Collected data
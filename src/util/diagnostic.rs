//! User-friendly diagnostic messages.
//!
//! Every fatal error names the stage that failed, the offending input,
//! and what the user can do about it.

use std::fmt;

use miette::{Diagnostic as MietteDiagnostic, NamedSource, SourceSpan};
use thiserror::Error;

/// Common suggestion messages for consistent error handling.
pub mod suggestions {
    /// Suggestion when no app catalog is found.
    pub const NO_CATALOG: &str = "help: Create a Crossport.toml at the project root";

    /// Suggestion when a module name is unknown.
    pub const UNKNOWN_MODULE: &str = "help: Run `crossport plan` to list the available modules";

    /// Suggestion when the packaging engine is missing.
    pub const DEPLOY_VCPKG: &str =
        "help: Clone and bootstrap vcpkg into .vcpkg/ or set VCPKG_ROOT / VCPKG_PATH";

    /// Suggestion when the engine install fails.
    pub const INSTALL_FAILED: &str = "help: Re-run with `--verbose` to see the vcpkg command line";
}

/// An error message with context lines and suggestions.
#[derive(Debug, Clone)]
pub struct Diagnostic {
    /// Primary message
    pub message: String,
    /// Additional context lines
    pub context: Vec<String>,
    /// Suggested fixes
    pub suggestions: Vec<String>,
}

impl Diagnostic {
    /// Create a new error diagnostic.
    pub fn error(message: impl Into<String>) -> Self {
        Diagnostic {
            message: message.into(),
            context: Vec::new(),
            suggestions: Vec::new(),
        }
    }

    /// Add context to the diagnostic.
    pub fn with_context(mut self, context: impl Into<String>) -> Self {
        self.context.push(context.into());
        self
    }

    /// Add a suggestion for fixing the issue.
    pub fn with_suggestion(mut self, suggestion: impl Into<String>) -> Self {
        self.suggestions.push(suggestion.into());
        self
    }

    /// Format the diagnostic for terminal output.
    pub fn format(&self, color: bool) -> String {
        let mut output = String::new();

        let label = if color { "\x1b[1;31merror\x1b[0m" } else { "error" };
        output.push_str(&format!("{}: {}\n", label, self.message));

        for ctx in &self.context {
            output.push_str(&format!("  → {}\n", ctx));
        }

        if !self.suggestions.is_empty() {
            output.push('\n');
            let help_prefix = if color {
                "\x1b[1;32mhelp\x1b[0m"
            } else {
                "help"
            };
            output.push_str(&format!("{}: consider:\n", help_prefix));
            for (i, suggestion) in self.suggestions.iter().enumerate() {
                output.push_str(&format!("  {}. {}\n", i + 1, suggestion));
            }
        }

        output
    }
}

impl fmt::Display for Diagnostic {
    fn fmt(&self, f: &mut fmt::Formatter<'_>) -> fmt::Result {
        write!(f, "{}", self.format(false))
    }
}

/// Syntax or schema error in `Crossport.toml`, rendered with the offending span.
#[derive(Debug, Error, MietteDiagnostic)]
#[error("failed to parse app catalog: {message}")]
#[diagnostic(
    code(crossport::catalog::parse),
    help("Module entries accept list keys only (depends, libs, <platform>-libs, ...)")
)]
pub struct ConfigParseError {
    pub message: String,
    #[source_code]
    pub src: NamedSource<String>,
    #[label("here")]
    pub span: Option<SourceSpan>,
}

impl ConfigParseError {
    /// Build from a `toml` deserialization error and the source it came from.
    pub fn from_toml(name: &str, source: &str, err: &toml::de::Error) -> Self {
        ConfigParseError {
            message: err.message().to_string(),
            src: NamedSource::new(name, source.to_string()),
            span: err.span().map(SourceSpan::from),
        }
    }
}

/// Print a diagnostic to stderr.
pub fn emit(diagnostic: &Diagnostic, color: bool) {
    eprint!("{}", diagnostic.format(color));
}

Prompt.
Your answer should consist of copies of the lines above that include the string "SourceSpan".

Exercise solution.
use miette::{Diagnostic as MietteDiagnostic, NamedSource, SourceSpan};
    pub span: Option<SourceSpan>,
            span: err.span().map(SourceSpan::from),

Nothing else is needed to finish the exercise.